§ **TASK REQUIREMENTS**:
Your answer should be the lines of the listing that contain the word "Duration".

_ _ _

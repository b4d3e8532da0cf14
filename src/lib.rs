//! # hcsr04_ranger
//!
//! Distance measurement with an HC-SR04 ultrasonic rangefinder wired to two
//! GPIO lines.
//!
//! - **`engine`**: trigger pulse, echo capture (polling or edge driven),
//!   distance conversion, result store and periodic scheduler.
//! - **`device`**: the read/write byte interface over an engine.
//! - **`gpio`**: the line capabilities the engine drives.
//! - **`utils`**: Raspberry Pi lines through `rppal`, and a simulated sensor.
//! - **`config`**, **`error`**, **`logging`**: settings, `SensorError`, log
//!   subscriber setup.

pub mod config;
pub mod device;
pub mod engine;
pub mod error;
pub mod gpio;
pub mod logging;
pub mod utils;

pub use config::{CaptureStrategy, Settings};
pub use device::{DeviceHandle, SensorDevice};
pub use engine::measurement::{Measurement, MeasurementStatus};
pub use engine::SensorEngine;
pub use error::{Result, SensorError};
//! Error type shared by every part of the ranger.
//!
//! Only `HardwareUnavailable`, `Config` and `Logging` are fatal, and only at
//! startup. Timeouts and bad commands are recovered where they happen and
//! end up as a `Measurement` status or an ignored write.

use crate::gpio::PinRole;
use std::time::Duration;
use thiserror::Error;

pub type Result<T> = std::result::Result<T, SensorError>;

#[derive(Error, Debug)]
pub enum SensorError {
    #[error("echo line did not respond within {0:?}")]
    CaptureTimeout(Duration),

    #[error("a capture is already in flight")]
    Busy,

    #[error("invalid command {0:?}")]
    InvalidCommand(String),

    #[error("write of {len} bytes exceeds the {capacity}-byte command buffer")]
    OversizedInput { len: usize, capacity: usize },

    #[error("{role} line unavailable: {reason}")]
    HardwareUnavailable { role: PinRole, reason: String },

    #[error("configuration error: {0}")]
    Config(#[from] Box<figment::Error>),

    #[error("could not install log subscriber: {0}")]
    Logging(String),
}

impl From<figment::Error> for SensorError {
    fn from(err: figment::Error) -> Self {
        SensorError::Config(Box::new(err))
    }
}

_ _ _

§ **SOLUTION TO THIS TASK**:
use std::time::Duration;
    CaptureTimeout(Duration),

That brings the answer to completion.